Dans cette série, les compositions sont également très modernes, paraissant inspirée parfois de la prise de vue photographique (alors que ce n’est pas le cas) et les couleurs sont éclatantes, jouant sur plus le coté décoratif de l’estampe que sur l’aspect documentaire qu’elle apporte.
Hiroshige, un paysagiste de génie
Hiroshige a multiplié les séries décrivant les relais jalonnant les grandes routes, ou celles montrant ce que les japonais appellent des « meisho » ou vues des sites célèbres. Quand il décrit les voyageurs ou les résidents de ces lieux, ses représentations s’apparentent à des croquis pris sur le motif par leur coté vivant et spontané.
Il marque aussi dans ses dessins le passage des saisons, neige abondante en hiver, floraisons du printemps ou pluies d’orage de l’été. Il s’exprime d’une manière expressionniste, cherchant plus à transmettre un sentiment ou une ambiance qu’à décrire objectivement un paysage.
Une source d’inspiration surtout livresque
Il a puisé son inspiration dans ses quelques cheminements sur les routes du japon mais surtout dans ses lectures des romans et guides touristiques qui fleurissaient à cette époque tant les japonais partaient avec avidité à la découverte de leur pays.
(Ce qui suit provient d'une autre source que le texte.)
use std::path::Path;
use std::sync::Arc;

use crate::error::{RuntimeError, RuntimeResult};
use crate::ffi::types::{wasm_engine_t, wasmtime_context_t, wasmtime_store_t};
use crate::ffi::Native;

use super::callback::CallbackRegistry;

/// A native engine. Owns the loaded library through its bindings.
pub struct Engine {
    native: Arc<Native>,
    raw: *mut wasm_engine_t,
}

// wasm_engine_t is safe to share across threads.
unsafe impl Send for Engine {}
unsafe impl Sync for Engine {}

impl Engine {
    /// Loads the library at `path` and creates an engine with the default configuration.
    pub fn load(path: &Path) -> RuntimeResult<Arc<Engine>> {
        let native = Native::load(path)?;
        Ok(Arc::new(Self::with_native(native)?))
    }

    pub(crate) fn with_native(native: Arc<Native>) -> RuntimeResult<Self> {
        let raw = unsafe { (native.api.wasm_engine_new)() };
        if raw.is_null() {
            return Err(RuntimeError::CreationFailed("engine"));
        }
        tracing::debug!("created engine");
        Ok(Self { native, raw })
    }

    pub(crate) fn native(&self) -> &Arc<Native> {
        &self.native
    }

    pub(crate) fn raw(&self) -> *mut wasm_engine_t {
        self.raw
    }

    pub fn is_released(&self) -> bool {
        self.raw.is_null()
    }

    /// Deletes the native engine. Later calls do nothing.
    pub fn release(&mut self) {
        if self.raw.is_null() {
            return;
        }
        unsafe { (self.native.api.wasm_engine_delete)(self.raw) };
        self.raw = std::ptr::null_mut();
        tracing::debug!("released engine");
    }
}

impl Drop for Engine {
    fn drop(&mut self) {
        self.release();
    }
}

/// A store: the unit of isolation every instance and host function lives in.
///
/// Raw pointers keep this type `!Send` and `!Sync`, matching the engine's
/// single-threaded store rule.
pub struct Store {
    engine: Arc<Engine>,
    raw: *mut wasmtime_store_t,
    context: *mut wasmtime_context_t,
    registry: CallbackRegistry,
}

impl Store {
    pub fn new(engine: &Arc<Engine>) -> RuntimeResult<Self> {
        let native = engine.native();
        let raw = unsafe { (native.api.wasmtime_store_new)(engine.raw(), std::ptr::null_mut(), None) };
        if raw.is_null() {
            return Err(RuntimeError::CreationFailed("store"));
        }
        let context = unsafe { (native.api.wasmtime_store_context)(raw) };
        if context.is_null() {
            unsafe { (native.api.wasmtime_store_delete)(raw) };
            return Err(RuntimeError::CreationFailed("store context"));
        }
        tracing::debug!("created store");
        Ok(Self {
            engine: engine.clone(),
            raw,
            context,
            registry: CallbackRegistry::default(),
        })
    }

    pub fn engine(&self) -> &Arc<Engine> {
        &self.engine
    }

    pub(crate) fn native(&self) -> &Arc<Native> {
        self.engine.native()
    }

    pub(crate) fn context(&self) -> *mut wasmtime_context_t {
        self.context
    }

    /// Host functions currently registered in this store.
    pub fn registry(&self) -> &CallbackRegistry {
        &self.registry
    }

    pub fn is_released(&self) -> bool {
        self.raw.is_null()
    }

    /// Deletes the native store, then drops any host function registrations the
    /// engine's finalizers did not already evict. Later calls do nothing.
    pub fn release(&mut self) {
        if self.raw.is_null() {
            return;
        }
        unsafe { (self.native().api.wasmtime_store_delete)(self.raw) };
        self.raw = std::ptr::null_mut();
        self.context = std::ptr::null_mut();
        self.registry.clear();
        tracing::debug!("released store");
    }
}

impl Drop for Store {
    fn drop(&mut self) {
        self.release();
    }
}
use std::{
    path::{Path, PathBuf},
    process::ExitCode,
    sync::Arc,
};

use anyhow::{Context as _, Result, bail};
use clap::{Args, Parser, Subcommand};
use tracing_subscriber::{EnvFilter, fmt, layer::SubscriberExt as _, util::SubscriberInitExt as _};
use wasmdl_config::{LIBRARY_PATH_ENV, WasmdlConfig, download_url, library_filename};
use wasmdl_runtime::value::{
    decode_f32, decode_f64, decode_i32, decode_i64, encode_f32, encode_f64, encode_i32, encode_i64,
};
use wasmdl_runtime::{ExitError, Module, Runtime, RuntimeConfig, RuntimeError, ValType};

const DEFAULT_ENTRY: &str = "_start";

/// Run WebAssembly modules on a wasmtime library loaded at runtime.
#[derive(Parser, Debug)]
#[command(name = "wasmdl", version, about)]
struct Cli {
    #[command(subcommand)]
    command: Command,
}

#[derive(Subcommand, Debug)]
enum Command {
    /// Compile, instantiate and call a module.
    Run(RunArgs),
    /// Check that the native library can be found and loaded.
    Doctor(DoctorArgs),
}

/// Where the runtime settings come from. Shared by `run` and `doctor`.
#[derive(Args, Debug, Default)]
struct SourceArgs {
    /// Path to a wasmdl config file.
    #[arg(short, long)]
    config: Option<PathBuf>,

    /// Path to the wasmtime shared library.
    #[arg(long)]
    library: Option<PathBuf>,
}

impl SourceArgs {
    fn load(&self) -> Result<WasmdlConfig> {
        match &self.config {
            Some(path) => WasmdlConfig::load(path)
                .map_err(|e| anyhow::anyhow!("Failed to load config {}: {}", path.display(), e)),
            None => Ok(WasmdlConfig::default()),
        }
    }

    /// The config file's runtime settings with `--library` applied on top.
    fn runtime(&self, config: &WasmdlConfig) -> RuntimeConfig {
        let mut runtime = RuntimeConfig::create_from_config(config);
        if let Some(library) = &self.library {
            runtime.library.path = Some(library.clone());
        }
        runtime
    }
}

#[derive(Args, Debug, Default)]
struct DoctorArgs {
    /// Show the resolved paths.
    #[arg(short, long)]
    verbose: bool,

    #[command(flatten)]
    source: SourceArgs,
}

#[derive(Args, Debug, Default)]
struct RunArgs {
    /// `.wasm` or `.wat` file. Falls back to `module.path` in the config file.
    module: Option<PathBuf>,

    #[command(flatten)]
    source: SourceArgs,

    /// Export to call.
    #[arg(long)]
    invoke: Option<String>,

    /// Instantiate with WASI imports.
    #[arg(long)]
    wasi: bool,

    /// Guest arguments with `--wasi`, otherwise parameters of the invoked export.
    #[arg(trailing_var_arg = true, allow_hyphen_values = true)]
    args: Vec<String>,
}

/// Everything `run` needs once the command line and config file are merged.
#[derive(Debug)]
struct RunPlan {
    module: PathBuf,
    invoke: String,
    wasi: bool,
    params: Vec<String>,
    runtime: RuntimeConfig,
}

impl RunPlan {
    fn new(args: RunArgs) -> Result<Self> {
        let config = args.source.load()?;
        let section = config.module.clone();

        let module = match (args.module, &section) {
            (Some(path), _) => path,
            (None, Some(section)) => section.path.clone(),
            (None, None) => bail!("no module given on the command line or in the config file"),
        };
        let invoke = args
            .invoke
            .or_else(|| section.as_ref().and_then(|s| s.invoke.clone()))
            .unwrap_or_else(|| DEFAULT_ENTRY.to_string());
        let wasi = args.wasi || section.as_ref().is_some_and(|s| s.wasi);

        let mut runtime = args.source.runtime(&config);

        let mut params = args.args;
        if wasi {
            // Guest arguments replace the configured ones, behind the program name.
            if !params.is_empty() {
                let program = module
                    .file_name()
                    .map(|n| n.to_string_lossy().into_owned())
                    .unwrap_or_default();
                if let Some(wasi_config) = runtime.wasi_config.as_mut() {
                    wasi_config.args = std::iter::once(program).chain(params.drain(..)).collect();
                }
            }
        }

        Ok(Self {
            module,
            invoke,
            wasi,
            params,
            runtime,
        })
    }
}

fn main() -> ExitCode {
    if std::env::var("RUST_LOG").is_err() {
        unsafe { std::env::set_var("RUST_LOG", "wasmdl_runtime=warn,wasmdl_cli=info") };
    }

    let subscriber = tracing_subscriber::Registry::default()
        .with(fmt::layer().with_writer(std::io::stderr).with_target(false))
        .with(EnvFilter::from_default_env());
    if let Err(e) = subscriber.try_init() {
        eprintln!("failed to initialize logging: {e}");
    }

    let cli = Cli::parse();
    let result = match cli.command {
        Command::Run(args) => RunPlan::new(args).and_then(|plan| run(&plan)),
        Command::Doctor(args) => doctor(&args),
    };
    match result {
        Ok(code) => code,
        Err(e) => {
            eprintln!("error: {e:#}");
            ExitCode::FAILURE
        }
    }
}

fn run(plan: &RunPlan) -> Result<ExitCode> {
    let bytes = std::fs::read(&plan.module)
        .with_context(|| format!("Failed to read module {}", plan.module.display()))?;
    let runtime = Runtime::new(plan.runtime.clone())?;
    let module = runtime.compile(&bytes)?;
    let code = invoke(&runtime, &module, plan)?;

    drop(module);
    if let Err(e) = runtime.close() {
        tracing::warn!("runtime not fully released: {e}");
    }
    Ok(code)
}

fn invoke(runtime: &Runtime, module: &Arc<Module>, plan: &RunPlan) -> Result<ExitCode> {
    let instance = if plan.wasi {
        runtime.instantiate_with_wasi(module)
    } else {
        runtime.instantiate(module)
    };
    let instance = match instance {
        Ok(instance) => instance,
        Err(e) => return exit_status(e),
    };

    let func = instance.exported_function(&plan.invoke)?;
    let params = parse_params(&plan.params, &func.ty().params)?;
    match func.call(&params) {
        Ok(results) => {
            for line in format_results(&results, &func.ty().results) {
                println!("{line}");
            }
            Ok(ExitCode::SUCCESS)
        }
        Err(e) => exit_status(e),
    }
}

/// A guest exit becomes the process status. Anything else is an error.
fn exit_status(error: RuntimeError) -> Result<ExitCode> {
    match error {
        RuntimeError::Exit(ExitError { code }) => {
            tracing::info!("module exited with status {code}");
            Ok(u8::try_from(code).map_or(ExitCode::FAILURE, ExitCode::from))
        }
        e => Err(e.into()),
    }
}

fn parse_params(args: &[String], types: &[ValType]) -> Result<Vec<u64>> {
    if args.len() != types.len() {
        bail!("expected {} arguments, got {}", types.len(), args.len());
    }
    args.iter()
        .zip(types)
        .map(|(arg, ty)| parse_param(arg, *ty))
        .collect()
}

fn parse_param(arg: &str, ty: ValType) -> Result<u64> {
    let carrier = match ty {
        ValType::I32 => encode_i32(
            arg.parse::<i32>()
                .or_else(|_| arg.parse::<u32>().map(|v| v as i32))
                .with_context(|| format!("invalid i32: {arg}"))?,
        ),
        ValType::I64 => encode_i64(
            arg.parse::<i64>()
                .or_else(|_| arg.parse::<u64>().map(|v| v as i64))
                .with_context(|| format!("invalid i64: {arg}"))?,
        ),
        ValType::F32 => encode_f32(arg.parse().with_context(|| format!("invalid f32: {arg}"))?),
        ValType::F64 => encode_f64(arg.parse().with_context(|| format!("invalid f64: {arg}"))?),
        other => bail!("{other} parameters cannot be passed from the command line"),
    };
    Ok(carrier)
}

fn format_results(results: &[u64], types: &[ValType]) -> Vec<String> {
    results
        .iter()
        .zip(types)
        .map(|(&carrier, ty)| match ty {
            ValType::I32 => decode_i32(carrier).to_string(),
            ValType::I64 => decode_i64(carrier).to_string(),
            ValType::F32 => decode_f32(carrier).to_string(),
            ValType::F64 => decode_f64(carrier).to_string(),
            other => format!("{other}:{carrier:#x}"),
        })
        .collect()
}

fn doctor(args: &DoctorArgs) -> Result<ExitCode> {
    let runtime = args.source.runtime(&args.source.load()?);
    println!("wasmdl {}", env!("CARGO_PKG_VERSION"));
    if let Some(path) = &args.source.config {
        println!("config: {}", path.display());
    }

    match std::env::var(LIBRARY_PATH_ENV) {
        Ok(v) if !v.is_empty() => println!("{LIBRARY_PATH_ENV}: {v}"),
        _ => println!("{LIBRARY_PATH_ENV}: not set"),
    }

    let library = &runtime.library;
    if args.verbose {
        match library.cache_dir() {
            Ok(dir) => println!("cache directory: {}", dir.display()),
            Err(e) => println!("cache directory: {e}"),
        }
    }

    let path = match library.resolve() {
        Ok(path) => path,
        Err(e) => {
            println!("library: {e}");
            print_download_hint(&library.version);
            return Ok(ExitCode::FAILURE);
        }
    };
    println!("library: {}", path.display());

    match Runtime::new(RuntimeConfig::with_library_path(&path)) {
        Ok(runtime) => {
            println!("engine: ok");
            if let Err(e) = runtime.close() {
                println!("  - note: {e}");
            }
            Ok(ExitCode::SUCCESS)
        }
        Err(e) => {
            println!("engine: {e}");
            check_file(&path);
            Ok(ExitCode::FAILURE)
        }
    }
}

fn print_download_hint(version: &str) {
    match (download_url(version), library_filename()) {
        (Ok(url), Ok(file)) => {
            println!("  - fix: download {url}");
            println!("         and point {LIBRARY_PATH_ENV} at the extracted {file}");
        }
        (Err(e), _) | (_, Err(e)) => println!("  - note: {e}"),
    }
}

fn check_file(path: &Path) {
    if !path.exists() {
        println!("  - {} does not exist", path.display());
    } else if !path.is_file() {
        println!("  - {} is not a file", path.display());
    }
}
Avant Hiroshige, le paysage était une composition symbolique, codifiée, qui suivait encore les canons de représentation de la peinture chinoise. Grâce à Hiroshige, l’approche descriptive entre enfin dans l’estampe. Ce réalisme est en résonance avec les goûts du public japonais au XIXème siècle car aucune forme d’érudition n’est nécessaire pour apprécier ces images.